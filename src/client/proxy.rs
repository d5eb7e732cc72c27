//! Response Channel
//!
//! The dispatcher tells a client that its command was rejected through a
//! [`ResponseChannel`]. Notifications are fire-and-forget: the dispatcher
//! never waits for the client and never retries.
//!
//! [`ClientProxy`] is the production implementation. It encodes an error
//! response and offers it to the to-clients ring buffer. If that buffer is
//! full the response is dropped and counted, since stalling the duty cycle
//! would hurt every client, not only the slow one.

use crate::errors::AtomicCounter;
use crate::protocol::control::response;
use crate::protocol::{encode_error_response, ErrorCode};
use crate::queue::ManyToOneRingBuffer;
use bytes::BytesMut;
use std::sync::Arc;
use tracing::debug;

/// Size of the fixed part of an error response (correlation, code, length).
const ERROR_RESPONSE_HEADER_LENGTH: usize = 16;

/// Outbound notifications to clients.
pub trait ResponseChannel {
    /// Tells the client that issued `correlation_id` that it was rejected.
    ///
    /// Must not block. Failures to deliver are absorbed by the implementation.
    fn on_error(&mut self, code: ErrorCode, message: &str, correlation_id: i64);
}

/// Writes error responses to the to-clients buffer.
#[derive(Debug)]
pub struct ClientProxy {
    to_clients: Arc<ManyToOneRingBuffer>,
    // Reused for every response so that steady state does not allocate
    scratch: BytesMut,
    dropped: AtomicCounter,
}

impl ClientProxy {
    /// Creates a proxy writing to `to_clients` and counting drops in `dropped`.
    pub fn new(to_clients: Arc<ManyToOneRingBuffer>, dropped: AtomicCounter) -> Self {
        let scratch = BytesMut::with_capacity(to_clients.max_msg_length());
        Self {
            to_clients,
            scratch,
            dropped,
        }
    }

    /// Number of responses dropped so far.
    pub fn dropped(&self) -> u64 {
        self.dropped.get()
    }

    /// Longest message that fits in one response record.
    fn max_message_length(&self) -> usize {
        self.to_clients
            .max_msg_length()
            .saturating_sub(ERROR_RESPONSE_HEADER_LENGTH)
    }
}

impl ResponseChannel for ClientProxy {
    fn on_error(&mut self, code: ErrorCode, message: &str, correlation_id: i64) {
        let message = truncate_to_boundary(message, self.max_message_length());

        self.scratch.clear();
        encode_error_response(&mut self.scratch, correlation_id, code, message);

        if let Err(e) = self.to_clients.write(response::ON_ERROR, &self.scratch) {
            self.dropped.increment();
            debug!(correlation_id, code = %code, error = %e, "Dropped error response");
        }
    }
}

/// Cuts `message` to at most `max` bytes without splitting a character.
fn truncate_to_boundary(message: &str, max: usize) -> &str {
    if message.len() <= max {
        return message;
    }

    let mut end = max;
    while !message.is_char_boundary(end) {
        end -= 1;
    }
    &message[..end]
}

#[cfg(test)]
mod tests {
    use super::*;
    use crate::client::responses::{read_error_responses, ErrorResponse};
    use crate::queue::RingBufferConsumer;

    fn proxy(capacity: usize) -> (ClientProxy, RingBufferConsumer, AtomicCounter) {
        let ring = Arc::new(ManyToOneRingBuffer::new(capacity).unwrap());
        let consumer = RingBufferConsumer::claim(Arc::clone(&ring)).unwrap();
        let dropped = AtomicCounter::new();
        (ClientProxy::new(ring, dropped.clone()), consumer, dropped)
    }

    #[test]
    fn test_error_response_is_written() {
        let (mut proxy, mut consumer, dropped) = proxy(4096);

        proxy.on_error(ErrorCode::UnknownPublication, "unknown publication: 3", 77);

        let responses = read_error_responses(&mut consumer, 10);
        assert_eq!(
            responses,
            vec![ErrorResponse {
                correlation_id: 77,
                code: ErrorCode::UnknownPublication,
                message: "unknown publication: 3".to_string(),
            }]
        );
        assert_eq!(dropped.get(), 0);
    }

    #[test]
    fn test_full_buffer_drops_and_counts() {
        // 256 bytes holds eight 32-byte response records
        let (mut proxy, mut consumer, dropped) = proxy(256);

        for i in 0..10 {
            proxy.on_error(ErrorCode::GenericError, "boom", i);
        }

        assert_eq!(dropped.get(), 2);
        assert_eq!(proxy.dropped(), 2);

        let responses = read_error_responses(&mut consumer, 10);
        let ids: Vec<i64> = responses.iter().map(|r| r.correlation_id).collect();
        assert_eq!(ids, (0..8).collect::<Vec<i64>>());
    }

    #[test]
    fn test_long_message_is_truncated() {
        let (mut proxy, mut consumer, dropped) = proxy(256);

        // max_msg_length is 32, leaving 16 bytes of message
        let long = "é".repeat(20);
        proxy.on_error(ErrorCode::InvalidChannel, &long, 5);

        let responses = read_error_responses(&mut consumer, 10);
        assert_eq!(responses.len(), 1);
        assert_eq!(responses[0].message, "é".repeat(8));
        assert_eq!(dropped.get(), 0);
    }

    #[test]
    fn test_truncate_to_boundary() {
        assert_eq!(truncate_to_boundary("hello", 10), "hello");
        assert_eq!(truncate_to_boundary("hello", 3), "hel");
        assert_eq!(truncate_to_boundary("aé", 2), "a");
    }
}
//! Background Stats Reporter
//!
//! A Tokio task that periodically logs the driver's counters. It only reads
//! shared state: counters are atomics and the error log lock is taken just
//! long enough to read its size.

use crate::errors::{SharedErrorLog, SystemCounters};
use std::sync::PoisonError;
use std::time::Duration;
use tokio::sync::watch;
use tracing::{debug, info};

/// Point-in-time view of the driver counters.
#[derive(Debug, Clone, Copy, PartialEq, Eq, Default)]
pub struct StatsSnapshot {
    pub commands_received: u64,
    pub errors: u64,
    pub unknown_commands: u64,
    pub dropped_responses: u64,
    pub client_timeouts: u64,
    pub distinct_errors: usize,
}

impl StatsSnapshot {
    /// Reads the current counter values.
    pub fn capture(counters: &SystemCounters, error_log: &SharedErrorLog) -> Self {
        let distinct_errors = error_log
            .lock()
            .unwrap_or_else(PoisonError::into_inner)
            .distinct_count();

        Self {
            commands_received: counters.commands_received.get(),
            errors: counters.errors.get(),
            unknown_commands: counters.unknown_commands.get(),
            dropped_responses: counters.dropped_responses.get(),
            client_timeouts: counters.client_timeouts.get(),
            distinct_errors,
        }
    }
}

/// A handle to the running stats reporter.
///
/// When this handle is dropped, the reporter task will be stopped.
#[derive(Debug)]
pub struct StatsReporter {
    shutdown_tx: watch::Sender<bool>,
    reports: watch::Receiver<StatsSnapshot>,
}

impl StatsReporter {
    /// Starts the reporter as a background task.
    ///
    /// Must be called from within a Tokio runtime.
    pub fn start(counters: SystemCounters, error_log: SharedErrorLog, interval: Duration) -> Self {
        let (shutdown_tx, shutdown_rx) = watch::channel(false);
        let (report_tx, reports) = watch::channel(StatsSnapshot::default());

        tokio::spawn(reporter_loop(counters, error_log, interval, shutdown_rx, report_tx));

        info!(interval_ms = interval.as_millis() as u64, "Stats reporter started");

        Self {
            shutdown_tx,
            reports,
        }
    }

    /// The most recently reported snapshot.
    pub fn last_report(&self) -> StatsSnapshot {
        *self.reports.borrow()
    }

    /// Stops the reporter.
    ///
    /// This is called automatically when the handle is dropped.
    pub fn stop(&self) {
        let _ = self.shutdown_tx.send(true);
    }
}

impl Drop for StatsReporter {
    fn drop(&mut self) {
        self.stop();
    }
}

async fn reporter_loop(
    counters: SystemCounters,
    error_log: SharedErrorLog,
    interval: Duration,
    mut shutdown_rx: watch::Receiver<bool>,
    report_tx: watch::Sender<StatsSnapshot>,
) {
    loop {
        tokio::select! {
            _ = tokio::time::sleep(interval) => {}
            result = shutdown_rx.changed() => {
                if result.is_err() || *shutdown_rx.borrow() {
                    debug!("Stats reporter received shutdown signal");
                    return;
                }
            }
        }

        let snapshot = StatsSnapshot::capture(&counters, &error_log);
        info!(
            commands = snapshot.commands_received,
            errors = snapshot.errors,
            distinct_errors = snapshot.distinct_errors,
            dropped_responses = snapshot.dropped_responses,
            unknown_commands = snapshot.unknown_commands,
            client_timeouts = snapshot.client_timeouts,
            "Driver stats"
        );
        let _ = report_tx.send(snapshot);
    }
}

#[cfg(test)]
mod tests {
    use super::*;
    use crate::errors::{CommandError, DistinctErrorLog};
    use crate::protocol::ErrorCode;

    #[test]
    fn test_snapshot_reads_counters() {
        let counters = SystemCounters::new();
        let error_log = DistinctErrorLog::shared(8);

        counters.commands_received.add(5);
        counters.errors.add(2);
        counters.dropped_responses.increment();
        error_log.lock().unwrap().record(
            &CommandError::rejected(ErrorCode::InvalidChannel, "bad"),
            0,
        );

        let snapshot = StatsSnapshot::capture(&counters, &error_log);
        assert_eq!(snapshot.commands_received, 5);
        assert_eq!(snapshot.errors, 2);
        assert_eq!(snapshot.dropped_responses, 1);
        assert_eq!(snapshot.distinct_errors, 1);
        assert_eq!(snapshot.client_timeouts, 0);
    }

    #[tokio::test]
    async fn test_reporter_publishes_snapshots() {
        let counters = SystemCounters::new();
        let error_log = DistinctErrorLog::shared(8);
        counters.errors.add(3);

        let reporter = StatsReporter::start(counters.clone(), error_log, Duration::from_millis(10));
        tokio::time::sleep(Duration::from_millis(60)).await;

        assert_eq!(reporter.last_report().errors, 3);
    }

    #[tokio::test]
    async fn test_reporter_stops_on_drop() {
        let counters = SystemCounters::new();
        let error_log = DistinctErrorLog::shared(8);

        let mut reports = {
            let reporter =
                StatsReporter::start(counters.clone(), error_log, Duration::from_millis(10));
            let reports = reporter.reports.clone();
            tokio::time::sleep(Duration::from_millis(30)).await;
            reports
            // Reporter is dropped here
        };

        // The task exits and drops its sender, closing the channel
        let closed = tokio::time::timeout(Duration::from_secs(1), async {
            while reports.changed().await.is_ok() {}
        })
        .await;
        tokio_test::assert_ok!(closed);
    }
}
---
### WHAT NEEDS TO BE DONE
Beginning with the line that contains "assert_eq!(reporter.last_report().errors, 3);", write out every line through the end of the entries above, exactly.

### REPLY
        assert_eq!(reporter.last_report().errors, 3);
    }

    #[tokio::test]
    async fn test_reporter_stops_on_drop() {
        let counters = SystemCounters::new();
        let error_log = DistinctErrorLog::shared(8);

        let mut reports = {
            let reporter =
                StatsReporter::start(counters.clone(), error_log, Duration::from_millis(10));
            let reports = reporter.reports.clone();
            tokio::time::sleep(Duration::from_millis(30)).await;
            reports
            // Reporter is dropped here
        };

        // The task exits and drops its sender, closing the channel
        let closed = tokio::time::timeout(Duration::from_secs(1), async {
            while reports.changed().await.is_ok() {}
        })
        .await;
        tokio_test::assert_ok!(closed);
    }
}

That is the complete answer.